● **Task requirements**
Restate verbatim the span of lines below between the line with "use std::ffi::OsString;" and the line with "let command = Self::create_base_command();", including those two lines, and only that span.

#### Dataset entries ####

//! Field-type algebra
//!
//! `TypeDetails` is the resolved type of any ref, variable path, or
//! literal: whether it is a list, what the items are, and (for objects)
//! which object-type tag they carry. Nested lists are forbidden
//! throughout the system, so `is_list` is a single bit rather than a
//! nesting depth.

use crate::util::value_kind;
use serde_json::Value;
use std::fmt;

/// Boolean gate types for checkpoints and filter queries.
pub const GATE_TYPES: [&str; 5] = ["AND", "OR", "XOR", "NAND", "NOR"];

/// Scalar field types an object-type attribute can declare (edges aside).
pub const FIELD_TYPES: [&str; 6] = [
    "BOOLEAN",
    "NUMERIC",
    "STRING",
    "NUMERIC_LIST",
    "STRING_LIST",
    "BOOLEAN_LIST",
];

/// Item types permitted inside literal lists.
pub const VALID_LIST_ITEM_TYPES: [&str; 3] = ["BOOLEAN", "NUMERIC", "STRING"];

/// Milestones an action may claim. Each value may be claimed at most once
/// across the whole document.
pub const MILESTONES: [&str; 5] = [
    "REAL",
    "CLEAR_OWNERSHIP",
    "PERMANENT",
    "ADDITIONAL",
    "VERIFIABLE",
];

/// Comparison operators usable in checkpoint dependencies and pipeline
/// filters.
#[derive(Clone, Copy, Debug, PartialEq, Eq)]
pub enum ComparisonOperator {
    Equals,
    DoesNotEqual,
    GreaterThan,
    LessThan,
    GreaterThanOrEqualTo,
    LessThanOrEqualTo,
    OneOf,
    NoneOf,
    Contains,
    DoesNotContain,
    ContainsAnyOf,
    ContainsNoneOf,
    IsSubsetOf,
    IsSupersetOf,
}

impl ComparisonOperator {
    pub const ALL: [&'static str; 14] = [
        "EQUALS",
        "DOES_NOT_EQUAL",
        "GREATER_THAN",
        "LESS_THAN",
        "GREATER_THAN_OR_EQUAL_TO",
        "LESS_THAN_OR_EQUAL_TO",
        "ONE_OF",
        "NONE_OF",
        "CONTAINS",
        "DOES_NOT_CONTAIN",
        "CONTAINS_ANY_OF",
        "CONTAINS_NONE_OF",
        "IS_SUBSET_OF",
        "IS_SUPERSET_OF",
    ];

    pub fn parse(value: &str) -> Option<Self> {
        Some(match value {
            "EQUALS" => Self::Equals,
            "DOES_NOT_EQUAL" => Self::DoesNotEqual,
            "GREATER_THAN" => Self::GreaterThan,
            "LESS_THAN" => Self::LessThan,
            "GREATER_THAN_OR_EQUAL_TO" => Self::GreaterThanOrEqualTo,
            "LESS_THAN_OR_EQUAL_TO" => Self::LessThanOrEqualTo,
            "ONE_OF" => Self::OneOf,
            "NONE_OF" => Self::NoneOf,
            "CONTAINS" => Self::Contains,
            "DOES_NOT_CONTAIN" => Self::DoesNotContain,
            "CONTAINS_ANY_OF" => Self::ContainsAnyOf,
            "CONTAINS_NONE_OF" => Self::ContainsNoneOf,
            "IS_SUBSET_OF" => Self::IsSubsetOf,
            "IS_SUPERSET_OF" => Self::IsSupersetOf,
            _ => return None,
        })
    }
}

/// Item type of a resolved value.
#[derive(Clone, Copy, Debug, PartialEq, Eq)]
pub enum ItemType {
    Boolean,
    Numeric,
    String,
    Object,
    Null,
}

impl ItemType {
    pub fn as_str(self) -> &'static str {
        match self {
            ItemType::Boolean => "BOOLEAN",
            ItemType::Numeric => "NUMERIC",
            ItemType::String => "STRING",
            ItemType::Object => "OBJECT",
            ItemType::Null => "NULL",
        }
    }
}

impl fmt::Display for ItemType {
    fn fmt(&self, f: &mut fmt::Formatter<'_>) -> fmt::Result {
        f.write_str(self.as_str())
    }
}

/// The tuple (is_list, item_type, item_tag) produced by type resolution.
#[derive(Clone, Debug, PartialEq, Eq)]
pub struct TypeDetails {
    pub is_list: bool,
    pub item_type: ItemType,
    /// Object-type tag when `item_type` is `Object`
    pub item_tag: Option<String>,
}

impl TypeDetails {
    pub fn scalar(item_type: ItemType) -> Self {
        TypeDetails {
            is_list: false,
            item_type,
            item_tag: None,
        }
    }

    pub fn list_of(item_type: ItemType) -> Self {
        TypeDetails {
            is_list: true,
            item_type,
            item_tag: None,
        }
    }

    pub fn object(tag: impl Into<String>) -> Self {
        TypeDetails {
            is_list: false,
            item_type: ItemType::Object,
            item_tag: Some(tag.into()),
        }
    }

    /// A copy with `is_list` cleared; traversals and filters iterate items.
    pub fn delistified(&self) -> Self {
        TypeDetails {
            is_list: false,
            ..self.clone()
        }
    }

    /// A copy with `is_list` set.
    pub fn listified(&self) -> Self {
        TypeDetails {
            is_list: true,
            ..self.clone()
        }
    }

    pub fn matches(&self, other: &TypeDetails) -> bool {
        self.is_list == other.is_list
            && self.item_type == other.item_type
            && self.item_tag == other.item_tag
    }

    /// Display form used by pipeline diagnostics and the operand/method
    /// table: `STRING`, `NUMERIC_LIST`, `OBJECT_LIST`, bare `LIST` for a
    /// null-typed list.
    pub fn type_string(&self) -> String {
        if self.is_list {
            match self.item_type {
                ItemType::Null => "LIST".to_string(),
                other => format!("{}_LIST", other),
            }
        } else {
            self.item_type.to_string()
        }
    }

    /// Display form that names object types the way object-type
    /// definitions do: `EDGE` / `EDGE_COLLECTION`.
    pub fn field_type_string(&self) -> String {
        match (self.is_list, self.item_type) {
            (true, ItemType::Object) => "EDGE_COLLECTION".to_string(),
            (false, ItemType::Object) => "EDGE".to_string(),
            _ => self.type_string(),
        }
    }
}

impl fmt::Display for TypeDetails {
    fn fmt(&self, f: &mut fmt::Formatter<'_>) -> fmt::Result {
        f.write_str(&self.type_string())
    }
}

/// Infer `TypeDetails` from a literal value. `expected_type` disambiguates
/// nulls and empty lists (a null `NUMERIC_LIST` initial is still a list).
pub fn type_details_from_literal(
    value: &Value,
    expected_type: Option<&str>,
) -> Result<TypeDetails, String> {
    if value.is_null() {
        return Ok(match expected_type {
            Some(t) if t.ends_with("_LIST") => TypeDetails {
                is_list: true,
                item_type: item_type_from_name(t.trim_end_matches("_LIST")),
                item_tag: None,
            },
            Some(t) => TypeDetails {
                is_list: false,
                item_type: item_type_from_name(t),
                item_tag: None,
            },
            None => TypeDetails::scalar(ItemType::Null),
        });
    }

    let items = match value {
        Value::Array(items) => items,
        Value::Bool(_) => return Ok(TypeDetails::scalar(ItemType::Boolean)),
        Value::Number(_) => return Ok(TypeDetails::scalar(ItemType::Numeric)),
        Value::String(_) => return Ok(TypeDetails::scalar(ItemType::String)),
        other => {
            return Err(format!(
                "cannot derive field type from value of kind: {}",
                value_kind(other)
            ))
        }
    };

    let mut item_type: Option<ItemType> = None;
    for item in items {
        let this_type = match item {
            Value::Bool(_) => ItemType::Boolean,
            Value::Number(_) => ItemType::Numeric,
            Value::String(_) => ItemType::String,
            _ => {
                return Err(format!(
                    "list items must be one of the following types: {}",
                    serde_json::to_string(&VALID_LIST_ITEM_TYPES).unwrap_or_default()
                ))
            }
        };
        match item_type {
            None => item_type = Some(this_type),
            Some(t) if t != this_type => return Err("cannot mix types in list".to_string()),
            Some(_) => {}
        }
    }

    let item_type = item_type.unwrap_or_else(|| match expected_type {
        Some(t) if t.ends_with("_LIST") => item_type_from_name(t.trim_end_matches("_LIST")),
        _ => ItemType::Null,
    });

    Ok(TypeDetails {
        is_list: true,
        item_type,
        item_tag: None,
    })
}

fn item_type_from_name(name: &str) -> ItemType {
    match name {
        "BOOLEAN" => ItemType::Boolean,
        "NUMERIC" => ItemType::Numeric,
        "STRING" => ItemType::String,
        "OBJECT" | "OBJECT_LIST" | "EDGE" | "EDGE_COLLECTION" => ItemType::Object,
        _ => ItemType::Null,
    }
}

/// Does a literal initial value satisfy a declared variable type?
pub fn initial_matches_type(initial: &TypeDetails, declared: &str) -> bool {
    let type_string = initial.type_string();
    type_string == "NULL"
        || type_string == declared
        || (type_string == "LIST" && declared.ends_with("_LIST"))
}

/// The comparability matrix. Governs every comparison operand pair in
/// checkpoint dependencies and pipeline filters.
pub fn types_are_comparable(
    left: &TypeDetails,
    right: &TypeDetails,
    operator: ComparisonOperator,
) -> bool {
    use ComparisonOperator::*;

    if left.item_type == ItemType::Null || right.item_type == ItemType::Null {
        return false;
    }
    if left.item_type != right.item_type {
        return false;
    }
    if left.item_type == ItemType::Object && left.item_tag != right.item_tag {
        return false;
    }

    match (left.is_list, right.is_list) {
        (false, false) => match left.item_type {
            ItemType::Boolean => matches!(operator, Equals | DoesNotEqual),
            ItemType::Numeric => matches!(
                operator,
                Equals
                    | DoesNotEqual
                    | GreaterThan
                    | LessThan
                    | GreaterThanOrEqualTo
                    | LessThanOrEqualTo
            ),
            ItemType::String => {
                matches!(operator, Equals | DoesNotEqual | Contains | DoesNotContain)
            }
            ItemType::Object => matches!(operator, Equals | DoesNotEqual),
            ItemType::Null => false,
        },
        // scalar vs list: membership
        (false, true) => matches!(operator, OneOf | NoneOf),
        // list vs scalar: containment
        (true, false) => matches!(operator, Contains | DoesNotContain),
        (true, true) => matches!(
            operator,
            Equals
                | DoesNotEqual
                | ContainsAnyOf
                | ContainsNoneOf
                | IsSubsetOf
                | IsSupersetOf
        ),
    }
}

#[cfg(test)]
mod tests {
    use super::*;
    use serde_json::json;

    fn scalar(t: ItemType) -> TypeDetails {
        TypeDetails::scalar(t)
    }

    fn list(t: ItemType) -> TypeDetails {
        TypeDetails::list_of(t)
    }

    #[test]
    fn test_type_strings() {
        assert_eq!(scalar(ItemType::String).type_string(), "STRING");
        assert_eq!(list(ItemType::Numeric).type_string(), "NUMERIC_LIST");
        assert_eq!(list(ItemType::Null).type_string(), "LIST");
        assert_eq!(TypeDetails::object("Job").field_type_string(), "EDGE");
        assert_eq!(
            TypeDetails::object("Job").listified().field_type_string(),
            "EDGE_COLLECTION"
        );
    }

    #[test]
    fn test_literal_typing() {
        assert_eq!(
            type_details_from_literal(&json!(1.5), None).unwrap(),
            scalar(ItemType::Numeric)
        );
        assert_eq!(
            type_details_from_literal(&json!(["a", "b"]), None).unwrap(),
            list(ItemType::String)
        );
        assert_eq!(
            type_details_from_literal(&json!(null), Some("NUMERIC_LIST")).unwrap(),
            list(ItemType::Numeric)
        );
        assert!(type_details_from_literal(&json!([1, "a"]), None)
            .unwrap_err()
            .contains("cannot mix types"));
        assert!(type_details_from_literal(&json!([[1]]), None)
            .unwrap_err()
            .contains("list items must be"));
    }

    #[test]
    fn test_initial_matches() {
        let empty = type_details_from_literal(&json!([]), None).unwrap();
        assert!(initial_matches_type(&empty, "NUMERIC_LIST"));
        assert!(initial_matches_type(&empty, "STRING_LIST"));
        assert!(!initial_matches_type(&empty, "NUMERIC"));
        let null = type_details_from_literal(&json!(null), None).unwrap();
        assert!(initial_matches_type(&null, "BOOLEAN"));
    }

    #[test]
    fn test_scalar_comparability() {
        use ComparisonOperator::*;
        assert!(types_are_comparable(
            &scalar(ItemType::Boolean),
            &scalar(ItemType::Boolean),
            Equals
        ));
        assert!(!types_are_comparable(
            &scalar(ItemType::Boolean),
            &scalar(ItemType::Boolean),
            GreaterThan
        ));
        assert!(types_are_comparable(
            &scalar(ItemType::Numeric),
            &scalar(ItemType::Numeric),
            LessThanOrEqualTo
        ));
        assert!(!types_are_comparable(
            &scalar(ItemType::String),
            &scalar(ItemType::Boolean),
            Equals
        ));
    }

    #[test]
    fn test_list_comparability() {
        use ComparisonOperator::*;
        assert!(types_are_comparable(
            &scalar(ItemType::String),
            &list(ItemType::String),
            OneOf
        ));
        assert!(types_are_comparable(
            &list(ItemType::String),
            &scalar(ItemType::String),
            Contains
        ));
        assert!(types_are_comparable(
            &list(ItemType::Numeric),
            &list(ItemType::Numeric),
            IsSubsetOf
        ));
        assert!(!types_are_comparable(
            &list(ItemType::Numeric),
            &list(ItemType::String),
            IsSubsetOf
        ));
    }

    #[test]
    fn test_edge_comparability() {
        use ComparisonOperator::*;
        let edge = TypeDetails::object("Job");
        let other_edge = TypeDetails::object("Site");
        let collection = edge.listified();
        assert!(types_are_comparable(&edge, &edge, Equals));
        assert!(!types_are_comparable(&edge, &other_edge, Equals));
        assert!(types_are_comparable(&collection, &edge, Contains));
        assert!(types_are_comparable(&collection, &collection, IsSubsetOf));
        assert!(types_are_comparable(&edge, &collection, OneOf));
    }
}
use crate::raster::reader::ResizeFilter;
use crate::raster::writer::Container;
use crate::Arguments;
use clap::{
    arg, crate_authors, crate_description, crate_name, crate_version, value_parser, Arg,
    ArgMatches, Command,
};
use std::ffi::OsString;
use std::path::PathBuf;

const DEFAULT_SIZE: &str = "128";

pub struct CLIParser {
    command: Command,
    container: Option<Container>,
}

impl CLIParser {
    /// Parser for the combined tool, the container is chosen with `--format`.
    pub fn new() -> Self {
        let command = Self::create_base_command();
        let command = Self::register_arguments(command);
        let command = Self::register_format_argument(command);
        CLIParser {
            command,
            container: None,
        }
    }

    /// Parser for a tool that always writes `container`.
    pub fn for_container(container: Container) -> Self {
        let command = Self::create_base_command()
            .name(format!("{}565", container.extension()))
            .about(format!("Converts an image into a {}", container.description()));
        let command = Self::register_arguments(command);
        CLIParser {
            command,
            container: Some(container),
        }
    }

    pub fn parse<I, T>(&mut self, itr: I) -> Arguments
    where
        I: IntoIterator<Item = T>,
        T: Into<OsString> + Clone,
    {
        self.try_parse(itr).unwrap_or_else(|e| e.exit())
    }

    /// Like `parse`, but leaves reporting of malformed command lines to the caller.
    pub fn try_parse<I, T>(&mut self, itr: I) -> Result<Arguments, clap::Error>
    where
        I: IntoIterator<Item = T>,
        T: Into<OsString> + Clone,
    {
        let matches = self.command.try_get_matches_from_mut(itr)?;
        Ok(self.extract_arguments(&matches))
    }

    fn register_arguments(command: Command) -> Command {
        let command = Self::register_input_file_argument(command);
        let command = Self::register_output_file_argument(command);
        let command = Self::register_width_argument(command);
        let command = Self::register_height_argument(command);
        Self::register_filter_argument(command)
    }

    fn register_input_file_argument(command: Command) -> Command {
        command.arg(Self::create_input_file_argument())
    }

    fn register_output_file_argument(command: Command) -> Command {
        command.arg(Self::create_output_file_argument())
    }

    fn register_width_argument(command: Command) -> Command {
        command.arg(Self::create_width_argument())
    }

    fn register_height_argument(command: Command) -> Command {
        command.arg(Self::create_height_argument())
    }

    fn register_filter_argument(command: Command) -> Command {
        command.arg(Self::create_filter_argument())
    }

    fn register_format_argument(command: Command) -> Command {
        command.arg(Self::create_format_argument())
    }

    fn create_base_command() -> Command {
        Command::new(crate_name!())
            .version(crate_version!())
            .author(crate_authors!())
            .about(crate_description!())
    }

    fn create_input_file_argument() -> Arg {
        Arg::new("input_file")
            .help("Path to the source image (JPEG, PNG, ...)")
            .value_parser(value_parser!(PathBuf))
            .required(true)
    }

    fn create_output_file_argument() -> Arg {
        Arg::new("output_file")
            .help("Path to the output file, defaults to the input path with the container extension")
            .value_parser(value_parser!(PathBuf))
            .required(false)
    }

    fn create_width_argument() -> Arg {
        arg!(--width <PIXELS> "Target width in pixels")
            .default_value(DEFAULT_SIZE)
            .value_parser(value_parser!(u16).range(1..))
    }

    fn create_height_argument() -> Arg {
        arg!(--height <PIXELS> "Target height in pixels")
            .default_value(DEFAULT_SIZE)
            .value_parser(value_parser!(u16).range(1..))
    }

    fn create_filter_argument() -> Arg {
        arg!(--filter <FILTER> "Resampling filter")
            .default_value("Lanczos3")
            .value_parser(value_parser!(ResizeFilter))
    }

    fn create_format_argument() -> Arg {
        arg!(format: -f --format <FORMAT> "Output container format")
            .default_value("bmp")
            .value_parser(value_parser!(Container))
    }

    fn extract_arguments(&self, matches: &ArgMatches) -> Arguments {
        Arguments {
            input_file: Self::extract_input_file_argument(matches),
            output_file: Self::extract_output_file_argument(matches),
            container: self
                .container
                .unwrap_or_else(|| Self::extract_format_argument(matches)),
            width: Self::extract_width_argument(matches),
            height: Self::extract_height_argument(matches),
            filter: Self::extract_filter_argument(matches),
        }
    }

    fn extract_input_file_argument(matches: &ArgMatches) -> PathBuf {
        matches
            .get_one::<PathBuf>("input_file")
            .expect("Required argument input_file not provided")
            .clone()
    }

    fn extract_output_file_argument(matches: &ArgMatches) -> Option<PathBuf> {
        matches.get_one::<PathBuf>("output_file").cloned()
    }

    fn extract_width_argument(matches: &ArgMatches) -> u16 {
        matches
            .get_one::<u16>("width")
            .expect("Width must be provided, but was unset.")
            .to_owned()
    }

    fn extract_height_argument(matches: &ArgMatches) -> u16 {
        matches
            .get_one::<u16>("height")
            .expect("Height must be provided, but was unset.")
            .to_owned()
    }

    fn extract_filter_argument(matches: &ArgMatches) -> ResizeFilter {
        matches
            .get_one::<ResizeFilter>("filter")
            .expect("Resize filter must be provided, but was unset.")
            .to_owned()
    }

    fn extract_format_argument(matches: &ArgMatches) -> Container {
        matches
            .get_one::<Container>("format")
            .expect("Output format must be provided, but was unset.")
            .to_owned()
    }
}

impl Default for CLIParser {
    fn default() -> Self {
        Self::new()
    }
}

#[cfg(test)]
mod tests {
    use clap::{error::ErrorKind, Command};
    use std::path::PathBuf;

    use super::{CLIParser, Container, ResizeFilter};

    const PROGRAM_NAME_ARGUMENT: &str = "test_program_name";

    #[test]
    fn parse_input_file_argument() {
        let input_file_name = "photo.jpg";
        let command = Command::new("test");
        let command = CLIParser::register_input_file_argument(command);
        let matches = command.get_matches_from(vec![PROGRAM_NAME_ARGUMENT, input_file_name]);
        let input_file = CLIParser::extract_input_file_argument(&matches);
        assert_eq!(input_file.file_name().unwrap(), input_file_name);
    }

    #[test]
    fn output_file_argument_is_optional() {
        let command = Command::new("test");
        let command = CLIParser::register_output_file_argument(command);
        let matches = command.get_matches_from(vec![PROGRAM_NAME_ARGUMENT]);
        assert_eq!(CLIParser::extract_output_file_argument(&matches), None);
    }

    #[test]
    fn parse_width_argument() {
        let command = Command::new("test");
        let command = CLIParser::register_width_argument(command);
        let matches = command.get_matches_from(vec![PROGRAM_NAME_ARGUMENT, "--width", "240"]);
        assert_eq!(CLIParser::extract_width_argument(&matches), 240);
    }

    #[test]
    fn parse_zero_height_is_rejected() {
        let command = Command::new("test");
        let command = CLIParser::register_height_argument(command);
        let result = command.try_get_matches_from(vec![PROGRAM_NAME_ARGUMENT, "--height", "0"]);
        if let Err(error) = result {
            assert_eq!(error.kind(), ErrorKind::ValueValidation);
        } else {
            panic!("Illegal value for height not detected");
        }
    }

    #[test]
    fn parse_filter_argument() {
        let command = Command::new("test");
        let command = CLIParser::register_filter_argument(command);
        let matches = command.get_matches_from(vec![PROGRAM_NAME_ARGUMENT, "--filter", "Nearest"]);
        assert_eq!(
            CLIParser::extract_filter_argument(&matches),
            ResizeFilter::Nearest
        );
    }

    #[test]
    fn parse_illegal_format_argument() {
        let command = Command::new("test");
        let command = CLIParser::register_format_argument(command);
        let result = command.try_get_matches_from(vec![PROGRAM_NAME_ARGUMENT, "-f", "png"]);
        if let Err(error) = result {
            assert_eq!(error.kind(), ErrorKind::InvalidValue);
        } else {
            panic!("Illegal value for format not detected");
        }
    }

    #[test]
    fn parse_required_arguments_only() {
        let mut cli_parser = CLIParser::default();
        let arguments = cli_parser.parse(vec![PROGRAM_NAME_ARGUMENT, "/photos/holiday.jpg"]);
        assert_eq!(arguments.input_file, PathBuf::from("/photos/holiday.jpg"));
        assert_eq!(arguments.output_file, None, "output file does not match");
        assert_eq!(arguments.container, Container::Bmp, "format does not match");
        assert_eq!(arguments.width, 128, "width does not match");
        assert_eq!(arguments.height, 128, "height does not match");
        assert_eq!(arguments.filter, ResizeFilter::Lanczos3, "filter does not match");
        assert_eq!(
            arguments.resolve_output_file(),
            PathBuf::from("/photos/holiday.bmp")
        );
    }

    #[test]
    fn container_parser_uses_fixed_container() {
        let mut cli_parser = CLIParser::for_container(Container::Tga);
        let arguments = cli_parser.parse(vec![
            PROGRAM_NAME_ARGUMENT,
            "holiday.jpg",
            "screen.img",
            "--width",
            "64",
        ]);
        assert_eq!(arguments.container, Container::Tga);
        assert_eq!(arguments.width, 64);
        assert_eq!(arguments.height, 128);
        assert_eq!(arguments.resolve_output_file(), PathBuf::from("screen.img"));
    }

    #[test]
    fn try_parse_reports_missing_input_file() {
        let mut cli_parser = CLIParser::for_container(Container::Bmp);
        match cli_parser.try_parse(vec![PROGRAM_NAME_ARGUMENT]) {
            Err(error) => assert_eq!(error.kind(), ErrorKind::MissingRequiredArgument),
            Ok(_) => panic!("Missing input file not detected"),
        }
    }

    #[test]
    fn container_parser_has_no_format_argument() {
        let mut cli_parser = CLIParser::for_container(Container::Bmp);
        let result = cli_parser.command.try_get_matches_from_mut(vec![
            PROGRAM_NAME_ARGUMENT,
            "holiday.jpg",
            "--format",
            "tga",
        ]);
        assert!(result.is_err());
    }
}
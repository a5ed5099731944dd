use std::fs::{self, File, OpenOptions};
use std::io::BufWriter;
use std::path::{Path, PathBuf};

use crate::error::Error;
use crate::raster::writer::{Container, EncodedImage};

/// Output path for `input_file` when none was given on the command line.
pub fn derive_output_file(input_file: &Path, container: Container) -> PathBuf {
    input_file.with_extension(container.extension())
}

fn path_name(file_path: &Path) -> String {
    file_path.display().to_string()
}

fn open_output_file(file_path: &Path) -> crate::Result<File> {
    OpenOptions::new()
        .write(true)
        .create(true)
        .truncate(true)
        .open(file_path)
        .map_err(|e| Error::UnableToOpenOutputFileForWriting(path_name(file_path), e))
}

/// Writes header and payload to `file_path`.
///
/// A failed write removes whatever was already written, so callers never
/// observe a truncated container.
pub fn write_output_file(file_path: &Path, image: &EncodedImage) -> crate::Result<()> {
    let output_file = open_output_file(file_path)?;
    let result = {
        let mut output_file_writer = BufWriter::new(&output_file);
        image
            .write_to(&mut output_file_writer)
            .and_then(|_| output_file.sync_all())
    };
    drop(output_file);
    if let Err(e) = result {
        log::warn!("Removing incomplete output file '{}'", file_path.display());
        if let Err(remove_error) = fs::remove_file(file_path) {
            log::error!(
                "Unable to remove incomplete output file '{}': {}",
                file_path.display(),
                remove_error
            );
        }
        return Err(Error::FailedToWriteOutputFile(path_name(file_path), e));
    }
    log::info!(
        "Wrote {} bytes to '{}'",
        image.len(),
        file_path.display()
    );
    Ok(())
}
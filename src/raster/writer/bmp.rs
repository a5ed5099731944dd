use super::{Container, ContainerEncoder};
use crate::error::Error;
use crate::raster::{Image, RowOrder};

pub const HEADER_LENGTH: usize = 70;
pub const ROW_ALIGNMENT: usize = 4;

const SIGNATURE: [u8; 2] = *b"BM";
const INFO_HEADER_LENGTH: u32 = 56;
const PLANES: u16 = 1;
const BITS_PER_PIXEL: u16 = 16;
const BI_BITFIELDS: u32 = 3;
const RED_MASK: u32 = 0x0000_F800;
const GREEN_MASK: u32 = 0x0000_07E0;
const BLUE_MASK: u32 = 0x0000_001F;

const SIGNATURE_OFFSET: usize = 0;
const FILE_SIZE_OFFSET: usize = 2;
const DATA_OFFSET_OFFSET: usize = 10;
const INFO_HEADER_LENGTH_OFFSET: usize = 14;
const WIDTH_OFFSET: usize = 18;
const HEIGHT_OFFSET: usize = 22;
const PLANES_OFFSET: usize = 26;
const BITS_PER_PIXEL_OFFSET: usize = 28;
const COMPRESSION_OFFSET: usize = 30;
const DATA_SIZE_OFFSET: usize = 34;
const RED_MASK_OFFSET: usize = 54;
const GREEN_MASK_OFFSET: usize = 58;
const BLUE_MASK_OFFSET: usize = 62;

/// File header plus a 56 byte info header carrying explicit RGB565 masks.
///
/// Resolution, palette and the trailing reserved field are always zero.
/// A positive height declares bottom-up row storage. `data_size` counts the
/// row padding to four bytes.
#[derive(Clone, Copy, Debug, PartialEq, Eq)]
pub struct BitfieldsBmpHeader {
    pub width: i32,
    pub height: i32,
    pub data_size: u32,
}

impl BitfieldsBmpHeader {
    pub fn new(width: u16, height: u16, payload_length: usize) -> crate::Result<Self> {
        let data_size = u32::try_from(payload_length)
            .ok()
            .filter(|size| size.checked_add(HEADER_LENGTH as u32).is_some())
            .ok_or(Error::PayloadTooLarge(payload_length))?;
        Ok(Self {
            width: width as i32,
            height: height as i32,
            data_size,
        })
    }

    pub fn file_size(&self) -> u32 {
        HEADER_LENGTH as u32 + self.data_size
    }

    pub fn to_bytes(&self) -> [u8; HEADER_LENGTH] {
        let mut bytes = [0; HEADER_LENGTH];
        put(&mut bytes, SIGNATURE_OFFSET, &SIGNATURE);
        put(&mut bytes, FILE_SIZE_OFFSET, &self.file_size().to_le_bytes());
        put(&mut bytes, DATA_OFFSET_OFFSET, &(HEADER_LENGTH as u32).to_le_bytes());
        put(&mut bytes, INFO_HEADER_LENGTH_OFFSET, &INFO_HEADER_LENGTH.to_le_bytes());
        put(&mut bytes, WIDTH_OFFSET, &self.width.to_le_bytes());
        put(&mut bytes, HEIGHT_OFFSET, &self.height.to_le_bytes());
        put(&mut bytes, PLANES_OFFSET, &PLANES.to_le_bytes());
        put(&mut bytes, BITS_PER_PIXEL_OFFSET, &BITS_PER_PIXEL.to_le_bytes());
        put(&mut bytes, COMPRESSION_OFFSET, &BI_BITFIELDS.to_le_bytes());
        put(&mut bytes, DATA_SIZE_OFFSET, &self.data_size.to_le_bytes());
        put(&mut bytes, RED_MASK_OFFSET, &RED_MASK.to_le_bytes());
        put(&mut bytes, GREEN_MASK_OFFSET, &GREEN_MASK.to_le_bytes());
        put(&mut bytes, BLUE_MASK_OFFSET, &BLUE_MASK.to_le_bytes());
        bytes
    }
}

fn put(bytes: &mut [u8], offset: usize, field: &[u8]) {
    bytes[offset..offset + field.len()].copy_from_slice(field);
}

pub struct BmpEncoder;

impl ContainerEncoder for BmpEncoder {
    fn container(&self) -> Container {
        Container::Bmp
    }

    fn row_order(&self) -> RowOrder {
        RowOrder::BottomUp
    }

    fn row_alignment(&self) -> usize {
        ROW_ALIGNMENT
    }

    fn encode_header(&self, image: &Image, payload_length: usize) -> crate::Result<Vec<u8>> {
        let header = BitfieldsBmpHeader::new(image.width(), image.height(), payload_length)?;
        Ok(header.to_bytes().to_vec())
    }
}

####

● **Answer for the task**
use std::ffi::OsString;
use std::path::PathBuf;

const DEFAULT_SIZE: &str = "128";

pub struct CLIParser {
    command: Command,
    container: Option<Container>,
}

impl CLIParser {
    /// Parser for the combined tool, the container is chosen with `--format`.
    pub fn new() -> Self {
        let command = Self::create_base_command();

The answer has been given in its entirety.